Adequate dust, fly and odor control shall be maintained at all times. Riding rings, areas, or similar structures must have an effective mechanical irrigation system capable of controlling dust within the entire riding area. Permitting a strong pervasive odor or horse manure or urine to exist which is offensive to the senses of the surrounding residents, thereby interfering with the comfortable enjoyment of their property, for a period of twenty-four (24) hours after a warning by the Code Enforcement Officer, shall be cause for said officer to issue an infraction notice.
2.
All applicable requirements of the Contra Costa County health department, building inspection department, mosquito abatement district, and state humane laws shall be complied with.
3.
Rodent control shall be maintained.
4.
During dry weather, and if the soil is dry, wet manure and bedding may be spread thinly to dry in a manner not conducive to fly-breeding. All horse stalls and small corral areas shall receive daily maintenance in regards to disposing of wet manure and bedding.
5.
All areas that are subject to irrigation shall be kept free of manure.
6.
For dust control, during periods of dry weather, riding or exercising horses on the lot will be prohibited unless irrigated riding areas are used.
7.
Ungelded male horses shall not be permitted to be domiciled or temporarily maintained on the premises. Foals or mares shall be permitted to remain with their dams until six (6) months of age.
8.
The permit holder shall comply with any additional conditions the Planning Commission shall deem necessary.
G.
All improvements constructed upon the applicant's property pursuant to a permit issued under this section shall conform to the following provisions:
1.
As close as circumstances will allow, all accessory structures shall be aesthetically compatible with the main structure on the lot. Accessory structures shall be limited to a maximum of sixteen (16) feet in height. Plans for proposed barns or stables should reflect adequate drainage and ventilation (see U.C. Davis Extension Barn Specifications).
2.
Setbacks of any barn, stable or shelter for horses shall be determined by the Planning Commission but the minimum setback shall be not less than one hundred (100) feet from the front property line and shall be not less than fifty (50) feet from any side or rear property line.

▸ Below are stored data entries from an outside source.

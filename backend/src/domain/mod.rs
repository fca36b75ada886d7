//! Domain primitives, services, and the in-memory search index.
//!
//! Purpose: define the POI catalogue model and the services behind the
//! create, delete, and search operations. Inbound adapters depend on the
//! driving ports; outbound adapters implement [`ports::PoiStore`].
//!
//! Public surface:
//! - Error (alias to `error::Error`): API error response payload.
//! - ErrorCode (alias to `error::ErrorCode`): stable error identifier.
//! - Poi, PoiCategory, Position: catalogue records and value objects.
//! - AreaAndCategory: search query over the index.
//! - PoiIndex: snapshot-swapped spatial-categorical index.
//! - PoiCommandService, PoiQueryService: driving port implementations.

pub mod error;
pub mod poi;
pub mod poi_index;
mod poi_service;
pub mod ports;
pub mod search;
pub mod unit_of_work;

pub use self::error::{Error, ErrorCode, ErrorValidationError};
pub use self::poi::{
    POI_NAME_MAX, Poi, PoiCategory, PoiDraft, PoiId, PoiName, PoiValidationError, Position,
};
pub use self::poi_index::{
    PoiIndex, PoiIndexConfig, PoiIndexError, PoiIndexRefresher, PoiIndexStatus,
};
pub use self::poi_service::{PoiCommandService, PoiQueryService};
pub use self::search::{
    AreaAndCategory, AreaAndCategoryPayload, ClosedInterval, SEARCH_LIMIT, SEARCH_RESULT_LIMIT,
    SearchValidationError,
};
pub use self::unit_of_work::within_unit_of_work;

/// Convenient API result alias.
///
/// # Examples
/// ```
/// use poi_backend::domain::{ApiResult, Error};
///
/// fn handler() -> ApiResult<()> {
///     Err(Error::not_found("no such poi"))
/// }
/// assert!(handler().is_err());
/// ```
pub type ApiResult<T> = Result<T, Error>;
//! Startup wiring for example data seeding.

mod config;
mod startup;

pub use config::ExampleDataSettings;
pub use startup::{ExampleDataSeedOutcome, StartupSeedingError, seed_example_data_on_startup};
//! Lazily built, periodically refreshed spatial-categorical POI index.
//!
//! The index reads the store through cursors only. A single writer (build or
//! refresh, serialised by an async mutex) stages every document of a cycle,
//! applies them to a private working set, and publishes a fresh immutable
//! [`PoiIndexSnapshot`] by swapping an `Arc`. Searches clone the published
//! `Arc` and filter without holding any lock, so they never observe a
//! partially built structure and never wait on store I/O once the first
//! build has completed.

use std::collections::HashMap;
use std::sync::{Arc, Mutex, PoisonError, RwLock};
use std::time::Duration;

use chrono::{DateTime, Utc};
use mockable::Clock;
use thiserror::Error;
use tracing::{debug, error, info, warn};

use crate::domain::ports::{CursorFilter, PoiDocument, PoiStore, PoiStoreError};
use crate::domain::{AreaAndCategory, Poi, PoiId};

mod refresher;
mod snapshot;

pub use refresher::PoiIndexRefresher;
pub use snapshot::PoiIndexSnapshot;

/// Tunables for an index instance.
#[derive(Debug, Clone, PartialEq, Eq)]
pub struct PoiIndexConfig {
    /// Name used in log records.
    pub name: String,
    /// Documents fetched per cursor call.
    pub batch_size: usize,
    /// Delay between background refresh cycles; also the staleness bound.
    pub refresh_period: Duration,
}

impl Default for PoiIndexConfig {
    fn default() -> Self {
        Self {
            name: "poi kdcache".to_owned(),
            batch_size: 128,
            refresh_period: Duration::from_secs(10),
        }
    }
}

/// Observable health of the index writer.
#[derive(Debug, Clone, Default, PartialEq, Eq)]
pub struct PoiIndexStatus {
    /// Generation of the published snapshot; zero while unbuilt.
    pub generation: u64,
    /// Entries in the published snapshot.
    pub entries: usize,
    /// Latest save time incorporated into the published snapshot.
    pub watermark: Option<DateTime<Utc>>,
    /// When the current snapshot was published.
    pub published_at: Option<DateTime<Utc>>,
    /// Build and refresh cycles that completed.
    pub completed_cycles: u64,
    /// Build and refresh cycles that failed.
    pub failed_cycles: u64,
    /// Message of the most recent failure, cleared by the next success.
    pub last_error: Option<String>,
}

impl PoiIndexStatus {
    /// Whether a snapshot has been published.
    #[must_use]
    pub const fn is_built(&self) -> bool {
        self.generation > 0
    }
}

/// Errors raised by index operations.
#[derive(Debug, Clone, PartialEq, Eq, Error)]
pub enum PoiIndexError {
    /// The store failed while a cycle was reading it.
    #[error(transparent)]
    Store(#[from] PoiStoreError),
    /// Internal index state could not be accessed.
    #[error("poi index state unavailable: {message}")]
    StateUnavailable { message: String },
}

#[derive(Debug, Default)]
struct WorkingSet {
    records: HashMap<PoiId, Poi>,
    watermark: Option<DateTime<Utc>>,
    generation: u64,
}

impl WorkingSet {
    fn apply(&mut self, index_name: &str, document: PoiDocument) {
        self.watermark = Some(
            self.watermark
                .map_or(document.last_saved_at, |seen| seen.max(document.last_saved_at)),
        );
        if document.removed {
            self.records.remove(&document.id);
            return;
        }
        match document.to_poi() {
            Ok(poi) => {
                self.records.insert(poi.id(), poi);
            }
            Err(err) => {
                warn!(
                    index = index_name,
                    poi_id = %document.id,
                    error = %err,
                    "skipping invalid poi document"
                );
                self.records.remove(&document.id);
            }
        }
    }
}

/// Process-wide POI index.
pub struct PoiIndex {
    config: PoiIndexConfig,
    store: Arc<dyn PoiStore>,
    clock: Arc<dyn Clock>,
    published: RwLock<Option<Arc<PoiIndexSnapshot>>>,
    writer: tokio::sync::Mutex<WorkingSet>,
    status: Mutex<PoiIndexStatus>,
}

impl PoiIndex {
    /// Create an unbuilt index over `store`.
    ///
    /// No store access happens until the first search, snapshot request, or
    /// refresh.
    pub fn new(store: Arc<dyn PoiStore>, clock: Arc<dyn Clock>, config: PoiIndexConfig) -> Self {
        Self {
            config,
            store,
            clock,
            published: RwLock::new(None),
            writer: tokio::sync::Mutex::new(WorkingSet::default()),
            status: Mutex::new(PoiIndexStatus::default()),
        }
    }

    /// Index tunables.
    #[must_use]
    pub fn config(&self) -> &PoiIndexConfig {
        &self.config
    }

    /// Currently published snapshot, without triggering a build.
    pub fn current(&self) -> Result<Option<Arc<PoiIndexSnapshot>>, PoiIndexError> {
        let guard = self.published.read().map_err(|_| state_unavailable())?;
        Ok(guard.clone())
    }

    /// Published snapshot, building the index first if it is still unbuilt.
    ///
    /// Concurrent first callers wait for a single build.
    pub async fn snapshot(&self) -> Result<Arc<PoiIndexSnapshot>, PoiIndexError> {
        if let Some(snapshot) = self.current()? {
            return Ok(snapshot);
        }
        let mut working = self.writer.lock().await;
        if let Some(snapshot) = self.current()? {
            return Ok(snapshot);
        }
        self.run_cycle(&mut working).await
    }

    /// Run one refresh cycle, or the initial build if none has completed.
    ///
    /// On failure the previously published snapshot stays in place.
    pub async fn refresh(&self) -> Result<Arc<PoiIndexSnapshot>, PoiIndexError> {
        let mut working = self.writer.lock().await;
        self.run_cycle(&mut working).await
    }

    /// Return up to `limit` matches for `query` from the published snapshot.
    pub async fn search(
        &self,
        query: &AreaAndCategory,
        limit: usize,
    ) -> Result<Vec<Poi>, PoiIndexError> {
        let snapshot = self.snapshot().await?;
        Ok(snapshot.search(query, limit))
    }

    /// Writer health counters.
    #[must_use]
    pub fn status(&self) -> PoiIndexStatus {
        self.status
            .lock()
            .unwrap_or_else(PoisonError::into_inner)
            .clone()
    }

    async fn run_cycle(
        &self,
        working: &mut WorkingSet,
    ) -> Result<Arc<PoiIndexSnapshot>, PoiIndexError> {
        let published = self.current()?;
        let filter = match (&published, working.watermark) {
            (Some(_), Some(watermark)) => CursorFilter::SavedAfter(watermark),
            _ => CursorFilter::All,
        };

        let documents = match self.fetch(filter).await {
            Ok(documents) => documents,
            Err(err) => {
                error!(
                    index = %self.config.name,
                    building = published.is_none(),
                    error = %err,
                    "poi index cycle failed; keeping previous snapshot"
                );
                self.record_failure(&err);
                return Err(err);
            }
        };

        if let Some(snapshot) = published.as_ref().filter(|_| documents.is_empty()) {
            debug!(index = %self.config.name, "poi index refresh found no changes");
            self.record_unchanged();
            return Ok(Arc::clone(snapshot));
        }

        if published.is_none() {
            working.records.clear();
        }
        let changed = documents.len();
        for document in documents {
            working.apply(&self.config.name, document);
        }
        working.generation += 1;
        let snapshot = Arc::new(PoiIndexSnapshot::from_records(
            &working.records,
            working.watermark,
            self.clock.utc(),
            working.generation,
        ));
        self.publish(Arc::clone(&snapshot))?;

        info!(
            index = %self.config.name,
            generation = snapshot.generation(),
            entries = snapshot.len(),
            changed,
            watermark = ?snapshot.watermark(),
            "poi index published"
        );
        Ok(snapshot)
    }

    async fn fetch(&self, filter: CursorFilter) -> Result<Vec<PoiDocument>, PoiIndexError> {
        let batch_size = self.config.batch_size.max(1);
        let mut cursor = self.store.open_cursor(filter).await?;
        let mut documents = Vec::new();
        loop {
            let batch = cursor.next_batch(batch_size).await?;
            if batch.is_empty() {
                break;
            }
            debug!(index = %self.config.name, fetched = batch.len(), "poi index batch");
            documents.extend(batch);
        }
        Ok(documents)
    }

    fn publish(&self, snapshot: Arc<PoiIndexSnapshot>) -> Result<(), PoiIndexError> {
        {
            let mut published = self.published.write().map_err(|_| state_unavailable())?;
            *published = Some(Arc::clone(&snapshot));
        }

        let mut status = self.status.lock().unwrap_or_else(PoisonError::into_inner);
        status.generation = snapshot.generation();
        status.entries = snapshot.len();
        status.watermark = snapshot.watermark();
        status.published_at = Some(snapshot.built_at());
        status.completed_cycles += 1;
        status.last_error = None;
        Ok(())
    }

    fn record_unchanged(&self) {
        let mut status = self.status.lock().unwrap_or_else(PoisonError::into_inner);
        status.completed_cycles += 1;
        status.last_error = None;
    }

    fn record_failure(&self, err: &PoiIndexError) {
        let mut status = self.status.lock().unwrap_or_else(PoisonError::into_inner);
        status.failed_cycles += 1;
        status.last_error = Some(err.to_string());
    }
}

fn state_unavailable() -> PoiIndexError {
    PoiIndexError::StateUnavailable {
        message: "published snapshot lock poisoned".to_owned(),
    }
}
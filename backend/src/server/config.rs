//! Server settings loaded via OrthoConfig.

use std::net::{AddrParseError, SocketAddr};
use std::time::Duration;

use ortho_config::OrthoConfig;
use poi_backend::domain::PoiIndexConfig;
use serde::Deserialize;

const DEFAULT_BIND_ADDR: &str = "0.0.0.0:8080";
const DEFAULT_INDEX_NAME: &str = "poi kdcache";

/// Configuration values for the HTTP listener and the POI index.
#[derive(Debug, Clone, Deserialize, OrthoConfig)]
#[ortho_config(prefix = "POI")]
pub struct ServerSettings {
    /// Socket address to listen on.
    pub bind_addr: Option<String>,
    /// Documents requested per cursor batch during index cycles.
    #[ortho_config(default = 128)]
    pub index_batch_size: usize,
    /// Seconds between background index refreshes.
    #[ortho_config(default = 10)]
    pub index_refresh_seconds: u64,
    /// Name reported in index log lines.
    pub index_name: Option<String>,
}

impl ServerSettings {
    /// Parse the configured bind address, falling back to the default.
    pub fn bind_addr(&self) -> Result<SocketAddr, AddrParseError> {
        self.bind_addr
            .as_deref()
            .unwrap_or(DEFAULT_BIND_ADDR)
            .trim()
            .parse()
    }

    /// Build the index configuration, clamping zero values to one.
    pub fn index_config(&self) -> PoiIndexConfig {
        PoiIndexConfig {
            name: self
                .index_name
                .clone()
                .unwrap_or_else(|| DEFAULT_INDEX_NAME.to_owned()),
            batch_size: self.index_batch_size.max(1),
            refresh_period: Duration::from_secs(self.index_refresh_seconds.max(1)),
        }
    }
}
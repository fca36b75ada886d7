//! Immutable, fully built index state.

use std::collections::{BTreeMap, HashMap};

use chrono::{DateTime, Utc};

use crate::domain::{AreaAndCategory, Poi, PoiCategory, PoiId};

/// Read-only view of the catalogue published to searches.
///
/// Entries are partitioned by category and each partition is sorted by
/// latitude, so a search resolves the category by lookup, binary searches
/// the latitude band, and filters longitude linearly within it.
#[derive(Debug, Clone)]
pub struct PoiIndexSnapshot {
    partitions: BTreeMap<PoiCategory, Vec<Poi>>,
    len: usize,
    watermark: Option<DateTime<Utc>>,
    built_at: DateTime<Utc>,
    generation: u64,
}

impl PoiIndexSnapshot {
    /// Build a snapshot from the writer's working set.
    pub(super) fn from_records(
        records: &HashMap<PoiId, Poi>,
        watermark: Option<DateTime<Utc>>,
        built_at: DateTime<Utc>,
        generation: u64,
    ) -> Self {
        let mut partitions: BTreeMap<PoiCategory, Vec<Poi>> = BTreeMap::new();
        for poi in records.values() {
            partitions.entry(poi.category()).or_default().push(poi.clone());
        }
        for entries in partitions.values_mut() {
            entries.sort_by(|a, b| a.latitude().total_cmp(&b.latitude()));
        }
        Self {
            partitions,
            len: records.len(),
            watermark,
            built_at,
            generation,
        }
    }

    /// Return up to `limit` POIs matching every predicate of `query`.
    ///
    /// Result order is unspecified.
    #[must_use]
    pub fn search(&self, query: &AreaAndCategory, limit: usize) -> Vec<Poi> {
        let category = query.category();
        let Some(entries) = self.partitions.get(&category.low()) else {
            return Vec::new();
        };
        let latitude = query.latitude();
        let longitude = query.longitude();
        let start = entries.partition_point(|poi| poi.latitude() < latitude.low());
        entries[start..]
            .iter()
            .take_while(|poi| poi.latitude() <= latitude.high())
            .filter(|poi| longitude.contains(&poi.longitude()))
            .take(limit)
            .cloned()
            .collect()
    }

    /// Number of indexed POIs.
    #[must_use]
    pub const fn len(&self) -> usize {
        self.len
    }

    /// Whether the snapshot indexes nothing.
    #[must_use]
    pub const fn is_empty(&self) -> bool {
        self.len == 0
    }

    /// Number of indexed POIs in one category.
    #[must_use]
    pub fn category_len(&self, category: PoiCategory) -> usize {
        self.partitions.get(&category).map_or(0, Vec::len)
    }

    /// Latest `last_saved_at` observed when the snapshot was built.
    #[must_use]
    pub const fn watermark(&self) -> Option<DateTime<Utc>> {
        self.watermark
    }

    /// When the snapshot was published.
    #[must_use]
    pub const fn built_at(&self) -> DateTime<Utc> {
        self.built_at
    }

    /// Publication counter; the first build is generation 1.
    #[must_use]
    pub const fn generation(&self) -> u64 {
        self.generation
    }

    /// Iterate over every indexed POI.
    pub fn iter(&self) -> impl Iterator<Item = &Poi> {
        self.partitions.values().flatten()
    }
}
//! Error types for the example-data crate.
//!
//! Semantic error enums for registry parsing and POI generation, built with
//! `thiserror`.

use std::path::PathBuf;

use thiserror::Error;

/// Errors that can occur when parsing or querying a seed registry.
#[derive(Debug, Clone, PartialEq, Error)]
pub enum RegistryError {
    /// The registry file could not be read.
    #[error("failed to read registry file at '{path}': {message}")]
    IoError {
        /// Path to the registry file.
        path: PathBuf,
        /// Description of the I/O error.
        message: String,
    },

    /// The registry JSON is malformed or missing required fields.
    #[error("invalid registry JSON: {message}")]
    ParseError {
        /// Description of the parse error.
        message: String,
    },

    /// The registry version is not supported.
    #[error("unsupported registry version: expected {expected}, found {actual}")]
    UnsupportedVersion {
        /// Expected version number.
        expected: u32,
        /// Actual version found in the registry.
        actual: u32,
    },

    /// A seed's bounding box is inverted, non-finite, or off the globe.
    #[error("seed '{name}' has invalid bounds: {reason}")]
    InvalidBounds {
        /// Name of the offending seed.
        name: String,
        /// Which constraint the bounds break.
        reason: String,
    },

    /// The registry contains no seed definitions.
    #[error("registry contains no seed definitions")]
    EmptySeeds,

    /// The requested seed name was not found in the registry.
    #[error("seed '{name}' not found in registry")]
    SeedNotFound {
        /// The seed name that was not found.
        name: String,
    },
}

/// Errors that can occur during POI generation.
#[derive(Debug, Clone, PartialEq, Eq, Error)]
pub enum GenerationError {
    /// Failed to generate a valid POI name after maximum retries.
    #[error("failed to generate valid POI name after {max_attempts} attempts")]
    NameGenerationFailed {
        /// Number of attempts made before giving up.
        max_attempts: usize,
    },
}
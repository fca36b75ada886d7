//! Scoped unit-of-work helper.
//!
//! [`within_unit_of_work`] opens a unit of work, runs the supplied operation
//! against it, commits when the operation succeeds, and rolls back when it
//! fails. Staged mutations are therefore never left pending on any exit
//! path, including early returns through `?`.

use futures_util::future::BoxFuture;
use tracing::warn;

use super::ports::{PoiStore, PoiStoreError, PoiUnitOfWork};

/// Run `operation` inside a fresh unit of work.
///
/// The operation's error type must absorb store failures so that commit and
/// begin errors can be surfaced through the same channel. A rollback failure
/// after an operation error is logged and the operation's error is returned.
///
/// # Examples
/// ```rust,no_run
/// # use poi_backend::domain::ports::{PoiStore, PoiStoreError};
/// # use poi_backend::domain::{within_unit_of_work, PoiId};
/// # async fn example(store: &dyn PoiStore, id: PoiId) -> Result<(), PoiStoreError> {
/// within_unit_of_work(store, |uow| {
///     Box::pin(async move { uow.mark_removed(&id).await })
/// })
/// .await?;
/// # Ok(())
/// # }
/// ```
pub async fn within_unit_of_work<S, T, E, F>(store: &S, operation: F) -> Result<T, E>
where
    S: PoiStore + ?Sized,
    T: Send,
    E: From<PoiStoreError> + Send,
    F: for<'u> FnOnce(&'u mut dyn PoiUnitOfWork) -> BoxFuture<'u, Result<T, E>> + Send,
{
    let mut uow = store.begin_unit_of_work().await?;
    match operation(uow.as_mut()).await {
        Ok(value) => {
            uow.commit().await?;
            Ok(value)
        }
        Err(err) => {
            if let Err(rollback_err) = uow.rollback().await {
                warn!(error = %rollback_err, "unit of work rollback failed");
            }
            Err(err)
        }
    }
}
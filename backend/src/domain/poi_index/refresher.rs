//! Background task driving periodic index refresh.

use std::sync::Arc;
use std::time::Duration;

use tokio::sync::watch;
use tokio::task::JoinHandle;
use tokio::time::{Instant, MissedTickBehavior, interval_at};
use tracing::{debug, warn};

use super::PoiIndex;

const MIN_REFRESH_PERIOD: Duration = Duration::from_millis(1);

/// Handle to the refresh task.
///
/// The task stops when [`PoiIndexRefresher::shutdown`] is awaited or the
/// handle is dropped.
pub struct PoiIndexRefresher {
    stop: watch::Sender<bool>,
    task: Option<JoinHandle<()>>,
}

impl PoiIndexRefresher {
    /// Spawn a task refreshing `index` every `refresh_period`.
    ///
    /// The first cycle runs one period after spawning. Ticks missed while a
    /// slow cycle is running are delayed rather than bunched up.
    #[must_use]
    pub fn spawn(index: Arc<PoiIndex>) -> Self {
        let period = index.config().refresh_period.max(MIN_REFRESH_PERIOD);
        let (stop, mut stopped) = watch::channel(false);
        let task = tokio::spawn(async move {
            let mut ticker = interval_at(Instant::now() + period, period);
            ticker.set_missed_tick_behavior(MissedTickBehavior::Delay);
            loop {
                tokio::select! {
                    _ = ticker.tick() => {
                        if index.refresh().await.is_err() {
                            debug!(index = %index.config().name, "retrying at next tick");
                        }
                    }
                    changed = stopped.changed() => {
                        if changed.is_err() || *stopped.borrow() {
                            break;
                        }
                    }
                }
            }
            debug!(index = %index.config().name, "poi index refresher stopped");
        });
        Self {
            stop,
            task: Some(task),
        }
    }

    /// Signal the task to stop and wait for it to finish its current cycle.
    pub async fn shutdown(mut self) {
        self.stop.send_replace(true);
        let Some(task) = self.task.take() else {
            return;
        };
        if let Err(err) = task.await {
            warn!(error = %err, "poi index refresher task ended abnormally");
        }
    }
}

impl Drop for PoiIndexRefresher {
    fn drop(&mut self) {
        self.stop.send_replace(true);
    }
}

Fences shall be constructed to enclose the entire area used for horse keeping, shall be in good repair at all times, and shall be built or materials sufficiently strong to retain horses. Fenced pasture, paddocks, or other enclosed equestrian areas shall be as determined by the Planning Commission, but in no event shall they be located nearer than ten (10) feet to any property line or any public right-of-way. The setback on a property line adjacent to any horse trail can be less than ten (10) feet if a six-foot masonry wall, chain link or solid wooden fence is erected along the trail easement.
H.
Any violation of this section is an infraction and shall be punishable as provided in California Government Code § 36900(b).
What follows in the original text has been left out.